Hey, Michigan stargazers: Spectacular Comet NEOWISE visible with naked eye. How and when to see it.
Michigan astronomers, professional and amateur alike, are looking to the sky as the newly discovered Comet NEOWISE approaches Earth.
“It’s the most beautiful comet I’ve ever seen,” said Diane Hall, president of the Warren Astronomical Society. “It’s got that long, streaming classic tail that looks just like a waterfall. It’s got a beautiful, bright nucleus. It’s just gorgeous.”
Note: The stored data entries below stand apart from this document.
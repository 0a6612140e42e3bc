// author: kodeholic (powered by Claude)
// MatchingWorker - EntryQueue 단일 소비자
//
// job 은 도착 순서대로 한 번에 하나씩 처리한다. 풀/레지스트리에 대한 다중 writer 경합을
// 순차 판단으로 바꾸는 것이 이 루프의 역할이다.
//
// match_user(userId, sessionKey):
//   1. 레지스트리 엔트리 없음 / sessionKey 불일치 / waiting 아님 → stale, 폐기
//   2. 같은 {userId, sessionKey} 가 FCFS 에 이미 있으면 중복 요청 → 폐기
//      (이전 sessionKey 의 FCFS 잔재는 제거)
//   3. 요청자를 waiting → matching 으로 전이 (sweeper / TTL 이 건드리지 않도록)
//   4. 요청 토픽 순서대로 (difficulty, topic) 버킷 head 를 확인
//        - head 의 sessionKey 가 레지스트리와 같고 waiting 이면 후보
//        - 아니면 stale head - 그 버킷에서 제거하고 다음 head
//   5. 후보 있음 → 요청자 matching → matched, 후보 waiting → matched (공용 matchingId)
//        - 요청자 전이 실패 (판단 중 cancel 등) → stale
//        - 후보 전이 실패 → 요청자 되돌리고 다음 후보
//      후보 없음 → 요청 토픽 버킷 전부 + FCFS 에 삽입, matching → waiting
//        - 전이 실패 → 방금 넣은 항목 회수, stale
//
// 모든 상태 기록은 읽은 (sessionKey, status) 가 그대로일 때만 적용된다.
//
// clear_user(userId, sessionKey, snapshot):
//   레지스트리 sessionKey 가 같을 때만 snapshot 기준으로 풀/FCFS 에서 제거하고
//   reason 에 맞는 상태로 기록. matched 로 넘어간 유저는 건드리지 않는다.
//   sessionKey 가 이미 바뀌었거나 엔트리가 없으면 snapshot 항목만 지운다.

use std::sync::Arc;
use std::time::Duration;
use tokio::sync::watch;
use tracing::{debug, error, info, trace, warn};

use crate::config::MatchConfig;
use crate::core::{
    ClearReason, EntryQueue, EntryQueueJob, MatchStatus, MatchingPool, PoolEntry,
    StatusEntry, StatusRegistry,
};
use crate::error::MatchResult;
use crate::matching::announcer::{MatchAnnouncer, MatchedEvent};
use crate::trace::{TraceEvent, TraceHub, TraceKind};
use crate::utils::current_timestamp;

/// job 하나의 처리 결과
#[derive(Debug, Clone, PartialEq)]
pub enum JobOutcome {
    /// 후보 없음 - 풀에 삽입
    Queued,
    Matched { matching_id: String, partner: String },
    Cleared,
    /// sessionKey 불일치 / 이미 정리됨 / 중복
    Stale,
    /// 저장소 장애 - 큐 tail 로 되돌림
    Requeued,
    /// 복구 불가 - 로그 후 폐기
    Dropped,
}

enum PairAttempt {
    Paired(JobOutcome),
    /// 요청자가 판단 중 다른 상태로 넘어감
    RequesterGone,
    /// 후보가 먼저 다른 상태로 넘어감 - 다음 후보로
    CandidateGone,
}

pub struct MatchingWorker {
    registry:  StatusRegistry,
    queue:     EntryQueue,
    pool:      MatchingPool,
    announcer: Arc<MatchAnnouncer>,
    trace_hub: Arc<TraceHub>,
    config:    MatchConfig,
}

impl MatchingWorker {
    pub fn new(
        registry:  StatusRegistry,
        queue:     EntryQueue,
        pool:      MatchingPool,
        announcer: Arc<MatchAnnouncer>,
        trace_hub: Arc<TraceHub>,
        config:    MatchConfig,
    ) -> Self {
        Self { registry, queue, pool, announcer, trace_hub, config }
    }

    /// 큐에서 job 1건을 꺼내 처리. 큐가 비었으면 None
    pub async fn poll_once(&self) -> MatchResult<Option<JobOutcome>> {
        let Some(job) = self.queue.dequeue().await? else {
            return Ok(None);
        };

        let outcome = match self.process(&job).await {
            Ok(outcome) => outcome,
            Err(e) if e.is_transient() => {
                warn!("[worker] {} user={} failed, requeue: {}", job.kind(), job.user_id(), e);
                if let Err(e) = self.queue.enqueue(&job).await {
                    error!("[worker] requeue failed, job lost user={}: {}", job.user_id(), e);
                }
                JobOutcome::Requeued
            }
            Err(e) => {
                error!("[worker] {} user={} dropped: {}", job.kind(), job.user_id(), e);
                JobOutcome::Dropped
            }
        };
        Ok(Some(outcome))
    }

    /// 큐가 빌 때까지 처리 (테스트/관리용)
    pub async fn drain(&self) -> MatchResult<Vec<JobOutcome>> {
        let mut outcomes = Vec::new();
        while let Some(outcome) = self.poll_once().await? {
            outcomes.push(outcome);
        }
        Ok(outcomes)
    }

    pub async fn process(&self, job: &EntryQueueJob) -> MatchResult<JobOutcome> {
        match job {
            EntryQueueJob::MatchUser { user_id, session_key } =>
                self.handle_match_user(user_id, *session_key).await,
            EntryQueueJob::ClearUser { user_id, session_key, reason, snapshot } =>
                self.handle_clear_user(user_id, *session_key, *reason, snapshot).await,
        }
    }

    // ------------------------------------------------------------------------
    // match_user
    // ------------------------------------------------------------------------

    async fn handle_match_user(&self, user_id: &str, session_key: i64) -> MatchResult<JobOutcome> {
        let entry = match self.registry.get_user_data(user_id).await? {
            Some(e) if e.session_key == session_key && e.status == MatchStatus::Waiting => e,
            Some(e) => {
                debug!("[worker] stale match_user user={} job_key={} live_key={} status={}",
                    user_id, session_key, e.session_key, e.status);
                return Ok(JobOutcome::Stale);
            }
            None => {
                debug!("[worker] match_user for unknown user={}", user_id);
                return Ok(JobOutcome::Stale);
            }
        };

        let me = PoolEntry::of(&entry);
        if self.pool.fcfs_contains(&me).await? {
            debug!("[worker] duplicate match_user user={} (already pooled)", user_id);
            return Ok(JobOutcome::Stale);
        }
        // 정리되지 못한 이전 요청의 FCFS 잔재. 버킷 쪽은 stale head 로 지연 정리된다
        self.pool.purge_fcfs_user(&me).await?;

        if !self.registry.transition(user_id, session_key, MatchStatus::Waiting, MatchStatus::Matching).await? {
            debug!("[worker] user={} left waiting before decision", user_id);
            return Ok(JobOutcome::Stale);
        }

        match self.decide(&entry).await {
            Ok(outcome) => Ok(outcome),
            Err(e) => {
                // 다음 시도 때 다시 waiting 으로 읽히도록 복원. 그 사이 cancel 됐으면 그대로 둔다
                if let Err(restore) = self.registry
                    .transition(user_id, session_key, MatchStatus::Matching, MatchStatus::Waiting)
                    .await
                {
                    warn!("[worker] restore waiting failed user={}: {}", user_id, restore);
                }
                Err(e)
            }
        }
    }

    async fn decide(&self, entry: &StatusEntry) -> MatchResult<JobOutcome> {
        while let Some((candidate, topic)) = self.find_candidate(entry).await? {
            match self.pair(entry, &candidate, &topic).await? {
                PairAttempt::Paired(outcome) => return Ok(outcome),
                PairAttempt::RequesterGone   => return Ok(JobOutcome::Stale),
                PairAttempt::CandidateGone   => {
                    self.pool.drop_from_bucket(entry.difficulty, &topic, &PoolEntry::of(&candidate)).await?;
                }
            }
        }

        let pe = PoolEntry::of(entry);
        self.pool.enqueue_user(&pe, entry.difficulty, &entry.topics).await?;
        self.pool.push_fcfs(&pe).await?;

        if !self.registry
            .transition(&entry.user_id, entry.session_key, MatchStatus::Matching, MatchStatus::Waiting)
            .await?
        {
            // 판단 중 cancel 등 - 방금 넣은 항목 회수
            debug!("[worker] requester user={} moved on during decision", entry.user_id);
            self.pool.remove_user(&pe, entry.difficulty, &entry.topics).await?;
            return Ok(JobOutcome::Stale);
        }

        info!("[worker] queued user={} difficulty={} topics={:?}",
            entry.user_id, entry.difficulty, entry.topics);
        Ok(JobOutcome::Queued)
    }

    /// 요청 토픽 순서대로 첫 번째 유효 후보. stale head 는 지연 정리
    async fn find_candidate(&self, entry: &StatusEntry) -> MatchResult<Option<(StatusEntry, String)>> {
        for topic in &entry.topics {
            while let Some(head) = self.pool.peek(entry.difficulty, topic).await? {
                if head.user_id != entry.user_id {
                    if let Some(candidate) = self.registry.get_user_data(&head.user_id).await? {
                        if candidate.session_key == head.session_key && candidate.status == MatchStatus::Waiting {
                            trace!("[worker] candidate user={} bucket={}:{}", candidate.user_id, entry.difficulty, topic);
                            return Ok(Some((candidate, topic.clone())));
                        }
                    }
                }
                debug!("[worker] dropping stale head user={} key={} bucket={}:{}",
                    head.user_id, head.session_key, entry.difficulty, topic);
                self.pool.drop_from_bucket(entry.difficulty, topic, &head).await?;
            }
        }
        Ok(None)
    }

    async fn pair(&self, requester: &StatusEntry, candidate: &StatusEntry, topic: &str) -> MatchResult<PairAttempt> {
        let matching_id = uuid::Uuid::new_v4().to_string();

        // 상태부터 기록 - 풀 정리가 실패해도 남은 항목은 stale head 로 지연 정리된다
        if !self.registry
            .transition_matched(&requester.user_id, requester.session_key, MatchStatus::Matching, &matching_id)
            .await?
        {
            debug!("[worker] requester user={} moved on during decision", requester.user_id);
            return Ok(PairAttempt::RequesterGone);
        }

        let candidate_taken = match self.registry
            .transition_matched(&candidate.user_id, candidate.session_key, MatchStatus::Waiting, &matching_id)
            .await
        {
            Ok(taken) => taken,
            Err(e) => {
                if let Err(restore) = self.registry
                    .revert_matched(&requester.user_id, requester.session_key, &matching_id, MatchStatus::Matching)
                    .await
                {
                    warn!("[worker] rollback failed user={}: {}", requester.user_id, restore);
                }
                return Err(e);
            }
        };

        if !candidate_taken {
            debug!("[worker] candidate user={} moved on, trying next", candidate.user_id);
            let reverted = self.registry
                .revert_matched(&requester.user_id, requester.session_key, &matching_id, MatchStatus::Matching)
                .await?;
            return Ok(if reverted { PairAttempt::CandidateGone } else { PairAttempt::RequesterGone });
        }

        for user in [requester, candidate] {
            if let Err(e) = self.pool.remove_user(&PoolEntry::of(user), user.difficulty, &user.topics).await {
                warn!("[worker] pool cleanup deferred user={}: {}", user.user_id, e);
            }
            if let Err(e) = self.registry.set_lease(&user.user_id, self.config.matched_lease).await {
                warn!("[worker] matched lease not set user={}: {}", user.user_id, e);
            }
        }

        let event = MatchedEvent {
            matching_id: matching_id.clone(),
            difficulty:  requester.difficulty,
            topic:       topic.to_string(),
            users:       [candidate.user_id.clone(), requester.user_id.clone()],
            matched_at:  current_timestamp(),
        };
        self.announcer.announce(&event).await;

        self.trace_hub.publish(
            TraceEvent::new(
                TraceKind::Matched,
                &[candidate.user_id.as_str(), requester.user_id.as_str()],
                format!("{} / {}", requester.difficulty, topic),
            )
            .with_matching_id(&matching_id),
        );

        info!("[worker] matched {} + {} id={} bucket={}:{}",
            candidate.user_id, requester.user_id, matching_id, requester.difficulty, topic);
        Ok(PairAttempt::Paired(JobOutcome::Matched { matching_id, partner: candidate.user_id.clone() }))
    }

    // ------------------------------------------------------------------------
    // clear_user
    // ------------------------------------------------------------------------

    async fn handle_clear_user(
        &self,
        user_id:     &str,
        session_key: i64,
        reason:      ClearReason,
        snapshot:    &StatusEntry,
    ) -> MatchResult<JobOutcome> {
        let live = match self.registry.get_user_data(user_id).await? {
            Some(e) if e.session_key == session_key => e,
            _ => {
                // 이 sessionKey 는 더 이상 현재 요청이 아니므로 스냅샷 항목은 지워도 된다
                self.pool.remove_user(&PoolEntry::of(snapshot), snapshot.difficulty, &snapshot.topics).await?;
                debug!("[worker] stale clear_user user={} key={} reason={:?}", user_id, session_key, reason);
                return Ok(JobOutcome::Stale);
            }
        };

        if live.status == MatchStatus::Matched {
            debug!("[worker] clear_user skipped, user={} already matched", user_id);
            return Ok(JobOutcome::Stale);
        }

        self.pool.remove_user(&PoolEntry::of(snapshot), snapshot.difficulty, &snapshot.topics).await?;

        let status = match reason {
            ClearReason::Cancel     => MatchStatus::Cancelled,
            ClearReason::Timeout    => MatchStatus::Timeout,
            ClearReason::Disconnect => MatchStatus::Disconnected,
        };
        if live.status != status
            && !self.registry.transition(user_id, session_key, live.status, status).await?
        {
            debug!("[worker] clear_user user={} status changed meanwhile, left as is", user_id);
        }

        info!("[worker] cleared user={} reason={:?}", user_id, reason);
        Ok(JobOutcome::Cleared)
    }
}

// ----------------------------------------------------------------------------
// [루프] 단일 소비자 - 프로세스당 1개만 spawn
// ----------------------------------------------------------------------------

pub async fn run_matching_worker(worker: Arc<MatchingWorker>, mut shutdown: watch::Receiver<bool>) {
    let idle = worker.config.worker_idle_poll;
    info!("[worker] Started (idle_poll={:?})", idle);

    loop {
        if *shutdown.borrow() {
            break;
        }

        let wait = match worker.poll_once().await {
            Ok(Some(_)) => continue,
            Ok(None)    => idle,
            Err(e) => {
                // dequeue 자체 실패 - 다음 poll 에 맡긴다
                warn!("[worker] dequeue failed: {}", e);
                idle.max(Duration::from_millis(200))
            }
        };

        tokio::select! {
            _ = tokio::time::sleep(wait) => {}
            _ = shutdown.changed() => break,
        }
    }

    info!("[worker] Stopped");
}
Comet NEOWISE, named for the satellite that first obtained shots of the celestial object in March, won’t return for another 6,800 years after July 22. It is one of the few comets visible to the unaided eye in the Northern Hemisphere in recent decades.
"When we discovered it in March, we didn't think it would become anything special," said Paulette Epstein, Michigan Science Center's director of planetarium programs and a solar system ambassador for the National Aeronautics and Space Administration.
"The fact that you are able to see a comet with the naked eye is kind of amazing. When we think of Hale-Bopp or Halley's Comet, those are really, really big comets. The fact that this is a relatively small comet and yet is so easily visible — it's special to see something like that up in the sky."
The comet is about 3 miles across. Scientists aren't sure why Comet NEOWISE is so visible, Epstein said, but the "dirty snowball" made of chunks of ice, dust and other debris from the solar system has a large concentration of sodium that contributes to its brightness. It also has a second blue tail made of particles charged by the sun.
When can I see NEOWISE?
NEOWISE can be seen shortly after dusk and in the hours before dawn. Usually around 10:30 p.m., it's visible in Metro Detroit for about an hour, and appears again around 3:30 a.m. until dawn. The darker the sky, the easier it is to see. Farther north, the comet is circumpolar, which means it does not set and is visible throughout the night.
The comet was at its brightest July 3 when it reached its peak around the sun with a magnitude of 0.5, Epstein said. It will continue to grow dimmer, though its tail will lengthen as it continues to melt from the sun. Its magnitude is about 2 now, and a magnitude of 6 is no longer visible. That level should happen after July 22 when the comet is closest to Earth just 64 million miles away.
How can I see it?
Comet NEOWISE is in the north-northwest sky at night and north-northeast sky in the morning. Identifying the Big Dipper can help with finding it, since the comet is below the scoop in the sky and closer to the horizon.
"That line of the two stars at the bottom of the bowl of the dipper point to the general direction to see comet NEOWISE," Epstein said.
It is visible to the human eye, though some enthusiasts admit they have had some trouble identifying it. Looking at it with averted vision, which means with the corner of your eye can help with seeing the comet's tail more clearly since the peripherals are better at detecting light. Binoculars are helpful, too, though telescopes might provide too close of a view.
Where can I see the comet?
Epstein recently was able to spy NEOWISE from the 18th story of her apartment building in Detroit, and Hall spotted it across Michigan Avenue in Dearborn with binoculars. Better views, however, are places with less light pollution.
Since the comet is close to the horizon, scenes unobstructed by trees and buildings are ideal. Some skywatchers have had luck looking over lakes and rivers. State and county parks that are open late may be options.
Most local astronomy clubs that typically would hold observation events are holding off due to COVID-19.
How can I get a good photo?
A smartphone probably can get an image of the comet, though clearer photos require longer exposure time. Astrophotographers shooting CometNEOWISE recommend bringing a tripod and allowing light exposure for 2-5 seconds. Stacking the images also help to prevent stars from looking like lines instead of pinpoints as the sky moves. With a tracking mount, the exposure can be longer.
Why won't we see it again for so long?
The comet is believed to originate in the Oort cloud, the outermost layer of our Milky Way solar system, Epstein said. That makes its orbit around the sun longer than some other comets like Halley's that originate from the closer Kuiper Belt.
"It's a comet for the decade; you don't get these too often," said Tony Licata, 59, of Hamburg. "It's just spectacular, though it's getting faint now. It's fading. You'd better hurry if you want to see it."